**EXERCISE:** Only lines holding "impl" are wanted; copy each of them from the records below.

─── DATASET CONTENT ───

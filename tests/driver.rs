use std::collections::HashMap;
use std::thread;
use std::time::{Duration, Instant};

use stservo_controller::registers;
use stservo_controller::{DriverConfig, ServoArmDriver, ServoError, SimulatedBus};

const ARM: &str = r#"
    port = "/dev/null"
    joint_order = ["shoulder", "elbow"]
    motor_ids = [1, 2]

    [motor_orientations]
    "2" = -1
"#;

fn wait_until(mut condition: impl FnMut() -> bool) -> bool {
    let deadline = Instant::now() + Duration::from_secs(2);
    while Instant::now() < deadline {
        if condition() {
            return true;
        }
        thread::sleep(Duration::from_millis(5));
    }
    condition()
}

fn arm() -> (SimulatedBus, ServoArmDriver<SimulatedBus>) {
    let config = DriverConfig::from_toml_str(ARM).unwrap();
    let bus = SimulatedBus::new().with_servo(1, 0).with_servo(2, 0);
    let driver = ServoArmDriver::with_bus(&config, bus.clone()).unwrap();
    (bus, driver)
}

#[test]
fn joints_map_to_configured_ids() {
    let (_bus, driver) = arm();
    assert_eq!(driver.joint_names(), ["shoulder", "elbow"]);
    assert_eq!(driver.servo_id("elbow").unwrap(), 2);
    assert!(matches!(
        driver.servo_id("wrist"),
        Err(ServoError::InvalidArgument(_))
    ));
}

#[test]
fn reversed_joint_goes_below_zero_and_reads_back() {
    let (bus, driver) = arm();

    let goals = HashMap::from([("elbow".to_string(), 0.25)]);
    driver.send_joint_goals(&goals).unwrap();
    assert!(wait_until(|| bus.goal_writes(2) == 1));
    // -163 ticks wraps into the previous turn.
    assert_eq!(
        bus.register_u16(2, registers::PRESENT_POSITION),
        Some(4096 - 163)
    );

    let readings = driver.read_joint_positions(&["elbow"]).unwrap();
    assert!((readings["elbow"].radians - 0.25).abs() < 2e-3);
    assert_eq!(driver.controller().loop_count(2), Some(-1));
}

#[test]
fn unknown_joint_rejects_whole_command() {
    let (bus, driver) = arm();

    let goals = HashMap::from([("shoulder".to_string(), 0.4), ("wrist".to_string(), 0.1)]);
    assert!(driver.send_joint_goals(&goals).is_err());
    thread::sleep(Duration::from_millis(50));
    assert_eq!(bus.goal_writes(1), 0);
}

#[test]
fn all_joints_are_read_by_name() {
    let (bus, driver) = arm();
    bus.set_position(1, 1024);

    let readings = driver.read_all_joint_positions().unwrap();
    assert_eq!(readings.len(), 2);
    assert!((readings["shoulder"].radians - std::f64::consts::FRAC_PI_2).abs() < 1e-9);
    assert_eq!(readings["elbow"].radians, 0.0);
}
use std::collections::HashMap;
use std::f64::consts::PI;
use std::io::{self, Write};
use std::path::{Path, PathBuf};
use std::sync::Arc;
use std::sync::atomic::{AtomicBool, Ordering};
use std::time::{Duration, Instant};

use clap::{Parser, Subcommand, ValueEnum};

use stservo_controller::bus::{ServoBus, StsBus};
use stservo_controller::registers::MAX_ID;
use stservo_controller::transport::DEFAULT_BAUD_RATE;
use stservo_controller::{DriverConfig, Limit, OperatingMode, Outcome, Procedure, ServoArmDriver};

const DEFAULT_PORTS: &[&str] = &["/dev/ttyACM0", "/dev/ttyUSB0", "/dev/tty.usbmodem58FA0959031"];

#[derive(Parser)]
#[command(name = "stservo", about = "Feetech STS servo bus tool")]
struct Cli {
    /// Serial port; the first existing default port is used when omitted.
    #[arg(short, long, global = true)]
    port: Option<String>,

    #[arg(short, long, global = true, default_value_t = DEFAULT_BAUD_RATE)]
    baudrate: u32,

    #[command(subcommand)]
    command: Command,
}

#[derive(Subcommand)]
enum Command {
    /// Ping every id in a range and list the servos that answer.
    Scan {
        #[arg(long, default_value_t = 0)]
        first: u8,
        #[arg(long, default_value_t = MAX_ID)]
        last: u8,
    },
    ChangeId {
        #[arg(long)]
        id: u8,
        #[arg(long)]
        new_id: u8,
    },
    ChangeMode {
        #[arg(long)]
        id: u8,
        #[arg(long, value_enum)]
        mode: ModeArg,
    },
    SetLimit {
        #[arg(long)]
        id: u8,
        #[arg(long, value_enum)]
        limit: LimitArg,
        #[arg(long)]
        value: u16,
    },
    /// Make the current position the servo's mid point.
    DefineMiddle {
        #[arg(long)]
        id: u8,
    },
    /// Print every joint angle of a configured arm.
    Read {
        #[arg(short, long)]
        config: PathBuf,
    },
    /// Move every joint along a sine wave until Ctrl+C.
    Sweep {
        #[arg(short, long)]
        config: PathBuf,
        #[arg(long, default_value_t = 30.0)]
        amplitude_deg: f64,
        #[arg(long, default_value_t = 0.25)]
        freq: f64,
    },
}

#[derive(Clone, Copy, ValueEnum)]
enum ModeArg {
    Position,
    Wheel,
    Pwm,
    Step,
}

impl From<ModeArg> for OperatingMode {
    fn from(mode: ModeArg) -> Self {
        match mode {
            ModeArg::Position => OperatingMode::Position,
            ModeArg::Wheel => OperatingMode::Wheel,
            ModeArg::Pwm => OperatingMode::Pwm,
            ModeArg::Step => OperatingMode::Step,
        }
    }
}

#[derive(Clone, Copy, ValueEnum)]
enum LimitArg {
    Min,
    Max,
}

fn find_port(port: Option<String>) -> Result<String, Box<dyn std::error::Error>> {
    let port = port
        .or_else(|| {
            DEFAULT_PORTS
                .iter()
                .find(|port| Path::new(port).exists())
                .map(|s| s.to_string())
        })
        .ok_or("No serial port found. Please specify one with --port /dev/ttyUSB0")?;
    println!("Using serial port: {}", port);
    Ok(port)
}

fn load_config(
    path: &Path,
    port: Option<String>,
    baudrate: u32,
) -> Result<DriverConfig, Box<dyn std::error::Error>> {
    let mut config = DriverConfig::load(path)?;
    if let Some(port) = port {
        config.port = port;
    }
    if baudrate != DEFAULT_BAUD_RATE {
        config.baudrate = baudrate;
    }
    Ok(config)
}

fn run_procedure(
    port: Option<String>,
    baudrate: u32,
    procedure: Procedure,
) -> Result<(), Box<dyn std::error::Error>> {
    let mut bus = StsBus::open(&find_port(port)?, baudrate)?;
    match bus.run_procedure(procedure)? {
        Outcome::Applied => println!("{} applied", procedure),
        Outcome::PartialSuccess { warning } => {
            println!("{} applied with warning: {}", procedure, warning)
        }
    }
    bus.close();
    Ok(())
}

fn sweep(
    config: DriverConfig,
    amplitude_deg: f64,
    freq: f64,
) -> Result<(), Box<dyn std::error::Error>> {
    let mut driver = ServoArmDriver::open(&config)?;
    driver.set_torque(true)?;
    println!("Running sine wave motion. Press Ctrl+C to stop.");

    let running = Arc::new(AtomicBool::new(true));
    let r = running.clone();
    ctrlc::set_handler(move || {
        r.store(false, Ordering::SeqCst);
    })?;

    let t0 = Instant::now();
    let amp = amplitude_deg.to_radians();
    let joints = driver.joint_names().to_vec();

    while running.load(Ordering::SeqCst) {
        let t = t0.elapsed().as_secs_f64();
        let pos = (2.0 * PI * freq * t).sin() * amp;

        let goals: HashMap<String, f64> = joints.iter().map(|name| (name.clone(), pos)).collect();
        driver.send_joint_goals(&goals)?;

        let current = driver.read_all_joint_positions()?;
        let errors: Vec<f64> = current
            .values()
            .map(|reading| (reading.radians - pos).abs())
            .collect();
        let max_error = errors.iter().cloned().fold(0.0, f64::max);
        let mean_error = errors.iter().sum::<f64>() / errors.len().max(1) as f64;

        print!(
            "\rTime: {:6.2}s | Goal: {:6.1}° | Max Error: {:5.2}° | Mean Error: {:5.2}°",
            t,
            pos.to_degrees(),
            max_error.to_degrees(),
            mean_error.to_degrees()
        );
        io::stdout().flush()?;

        std::thread::sleep(Duration::from_millis(10));
    }

    println!("\n\nShutting down gracefully...");
    driver.set_torque(false)?;
    driver.shutdown();
    println!("Servos released. Goodbye!");
    Ok(())
}

fn main() -> Result<(), Box<dyn std::error::Error>> {
    env_logger::init();
    let cli = Cli::parse();

    match cli.command {
        Command::Scan { first, last } => {
            let mut bus = StsBus::open(&find_port(cli.port)?, cli.baudrate)?;
            let found = bus.scan(first..=last);
            if found.is_empty() {
                println!("No servo answered between {} and {}", first, last);
            }
            for (id, model) in found {
                println!("id {:3}  model {}", id, model);
            }
            bus.close();
        }
        Command::ChangeId { id, new_id } => run_procedure(
            cli.port,
            cli.baudrate,
            Procedure::ChangeId { old_id: id, new_id },
        )?,
        Command::ChangeMode { id, mode } => run_procedure(
            cli.port,
            cli.baudrate,
            Procedure::ChangeMode {
                id,
                mode: mode.into(),
            },
        )?,
        Command::SetLimit { id, limit, value } => {
            let limit = match limit {
                LimitArg::Min => Limit::Min,
                LimitArg::Max => Limit::Max,
            };
            run_procedure(
                cli.port,
                cli.baudrate,
                Procedure::ChangeLimit { id, limit, value },
            )?
        }
        Command::DefineMiddle { id } => {
            run_procedure(cli.port, cli.baudrate, Procedure::DefineMiddle { id })?
        }
        Command::Read { config } => {
            let config = load_config(&config, cli.port, cli.baudrate)?;
            let mut driver = ServoArmDriver::open(&config)?;
            let readings = driver.read_all_joint_positions()?;
            for name in driver.joint_names() {
                if let Some(reading) = readings.get(name) {
                    let flag = if reading.stale { " (stale)" } else { "" };
                    println!("{:>12}: {:8.2}°{}", name, reading.radians.to_degrees(), flag);
                }
            }
            driver.shutdown();
        }
        Command::Sweep {
            config,
            amplitude_deg,
            freq,
        } => sweep(
            load_config(&config, cli.port, cli.baudrate)?,
            amplitude_deg,
            freq,
        )?,
    }

    Ok(())
}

───

**RESULT OF THE EXERCISE:**
fn wait_until(mut condition: impl FnMut() -> bool) -> bool {
impl From<ModeArg> for OperatingMode {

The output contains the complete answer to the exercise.